Return only the lines from the one containing "the playback scheduler" to the end of the entries below, exactly as written, both ends included.
[DATA EXTRACT Boundary: Start]
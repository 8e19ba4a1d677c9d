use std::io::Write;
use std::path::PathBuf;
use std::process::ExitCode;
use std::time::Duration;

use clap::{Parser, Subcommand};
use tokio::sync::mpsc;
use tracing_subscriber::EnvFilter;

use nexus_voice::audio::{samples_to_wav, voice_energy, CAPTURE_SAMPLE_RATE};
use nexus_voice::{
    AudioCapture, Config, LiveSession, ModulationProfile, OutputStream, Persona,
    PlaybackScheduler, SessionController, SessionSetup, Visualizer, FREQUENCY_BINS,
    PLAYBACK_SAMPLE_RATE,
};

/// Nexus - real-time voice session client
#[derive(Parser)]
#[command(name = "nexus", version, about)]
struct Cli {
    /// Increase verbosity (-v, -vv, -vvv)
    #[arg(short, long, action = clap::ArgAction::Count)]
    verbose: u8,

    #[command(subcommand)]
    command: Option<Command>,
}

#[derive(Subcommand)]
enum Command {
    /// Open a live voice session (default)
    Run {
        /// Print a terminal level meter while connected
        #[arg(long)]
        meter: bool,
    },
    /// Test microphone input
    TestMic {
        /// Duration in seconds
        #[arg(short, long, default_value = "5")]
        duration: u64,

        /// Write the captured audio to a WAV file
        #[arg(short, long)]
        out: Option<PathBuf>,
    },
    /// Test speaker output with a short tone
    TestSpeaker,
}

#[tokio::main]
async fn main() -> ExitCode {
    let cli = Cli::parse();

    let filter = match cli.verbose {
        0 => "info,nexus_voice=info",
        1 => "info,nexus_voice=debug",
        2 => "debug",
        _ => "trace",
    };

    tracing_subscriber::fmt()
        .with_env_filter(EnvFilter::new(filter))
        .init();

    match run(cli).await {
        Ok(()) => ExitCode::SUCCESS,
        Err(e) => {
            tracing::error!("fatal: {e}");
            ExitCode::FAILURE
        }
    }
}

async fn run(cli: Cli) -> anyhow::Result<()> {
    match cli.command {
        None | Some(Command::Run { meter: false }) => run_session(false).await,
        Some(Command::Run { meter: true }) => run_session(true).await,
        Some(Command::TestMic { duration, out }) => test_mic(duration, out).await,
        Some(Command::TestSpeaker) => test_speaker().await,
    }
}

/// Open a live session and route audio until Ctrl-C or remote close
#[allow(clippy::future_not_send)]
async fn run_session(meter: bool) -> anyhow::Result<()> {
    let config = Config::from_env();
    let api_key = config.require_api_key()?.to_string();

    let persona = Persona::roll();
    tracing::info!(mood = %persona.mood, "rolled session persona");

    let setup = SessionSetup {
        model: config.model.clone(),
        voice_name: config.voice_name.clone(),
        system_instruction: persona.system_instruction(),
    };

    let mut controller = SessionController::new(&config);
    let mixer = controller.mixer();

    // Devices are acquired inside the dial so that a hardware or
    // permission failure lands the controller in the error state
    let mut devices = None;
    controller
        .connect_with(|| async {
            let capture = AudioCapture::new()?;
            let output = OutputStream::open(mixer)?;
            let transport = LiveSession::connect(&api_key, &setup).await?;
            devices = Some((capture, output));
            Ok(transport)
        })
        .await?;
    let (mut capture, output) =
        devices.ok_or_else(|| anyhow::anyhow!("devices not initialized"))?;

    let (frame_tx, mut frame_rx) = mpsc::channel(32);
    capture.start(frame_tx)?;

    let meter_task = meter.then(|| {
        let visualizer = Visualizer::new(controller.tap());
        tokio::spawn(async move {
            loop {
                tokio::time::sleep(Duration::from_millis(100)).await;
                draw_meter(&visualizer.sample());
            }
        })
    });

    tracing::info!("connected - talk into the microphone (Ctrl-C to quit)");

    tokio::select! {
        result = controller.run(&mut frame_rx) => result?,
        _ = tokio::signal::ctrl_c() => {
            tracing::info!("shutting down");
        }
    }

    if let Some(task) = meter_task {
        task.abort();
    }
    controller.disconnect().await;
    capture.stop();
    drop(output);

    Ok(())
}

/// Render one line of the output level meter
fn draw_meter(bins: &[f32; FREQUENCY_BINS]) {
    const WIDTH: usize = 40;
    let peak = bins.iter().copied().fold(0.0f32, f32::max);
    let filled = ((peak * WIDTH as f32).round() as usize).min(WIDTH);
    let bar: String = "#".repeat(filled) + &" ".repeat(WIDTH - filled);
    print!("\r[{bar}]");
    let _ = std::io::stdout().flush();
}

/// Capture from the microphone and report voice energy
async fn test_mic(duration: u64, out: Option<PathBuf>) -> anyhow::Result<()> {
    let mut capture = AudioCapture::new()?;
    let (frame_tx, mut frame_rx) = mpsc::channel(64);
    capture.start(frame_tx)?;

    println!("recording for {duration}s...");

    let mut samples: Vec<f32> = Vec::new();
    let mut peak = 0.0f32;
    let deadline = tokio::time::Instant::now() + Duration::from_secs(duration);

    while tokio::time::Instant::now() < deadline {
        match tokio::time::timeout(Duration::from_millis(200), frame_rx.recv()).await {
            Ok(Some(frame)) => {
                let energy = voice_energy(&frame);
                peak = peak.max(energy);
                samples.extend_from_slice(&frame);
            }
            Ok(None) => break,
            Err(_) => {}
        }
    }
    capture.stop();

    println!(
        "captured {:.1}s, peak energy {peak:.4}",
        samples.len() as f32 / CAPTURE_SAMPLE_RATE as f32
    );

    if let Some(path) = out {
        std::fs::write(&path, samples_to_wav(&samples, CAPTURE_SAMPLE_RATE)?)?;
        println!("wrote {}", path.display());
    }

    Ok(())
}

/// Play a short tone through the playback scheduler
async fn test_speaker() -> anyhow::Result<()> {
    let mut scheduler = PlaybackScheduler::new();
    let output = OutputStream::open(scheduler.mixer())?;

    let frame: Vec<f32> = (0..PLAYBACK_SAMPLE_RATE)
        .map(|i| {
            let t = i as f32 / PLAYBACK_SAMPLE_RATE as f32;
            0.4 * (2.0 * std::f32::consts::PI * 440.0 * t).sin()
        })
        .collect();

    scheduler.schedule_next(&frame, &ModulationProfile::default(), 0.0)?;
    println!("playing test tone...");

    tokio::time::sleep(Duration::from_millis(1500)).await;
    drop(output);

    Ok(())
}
[DATA EXTRACT Boundary: End]
• [TASK RESPONSE]
/// Play a short tone through the playback scheduler
async fn test_speaker() -> anyhow::Result<()> {
    let mut scheduler = PlaybackScheduler::new();
    let output = OutputStream::open(scheduler.mixer())?;

    let frame: Vec<f32> = (0..PLAYBACK_SAMPLE_RATE)
        .map(|i| {
            let t = i as f32 / PLAYBACK_SAMPLE_RATE as f32;
            0.4 * (2.0 * std::f32::consts::PI * 440.0 * t).sin()
        })
        .collect();

    scheduler.schedule_next(&frame, &ModulationProfile::default(), 0.0)?;
    println!("playing test tone...");

    tokio::time::sleep(Duration::from_millis(1500)).await;
    drop(output);

    Ok(())
}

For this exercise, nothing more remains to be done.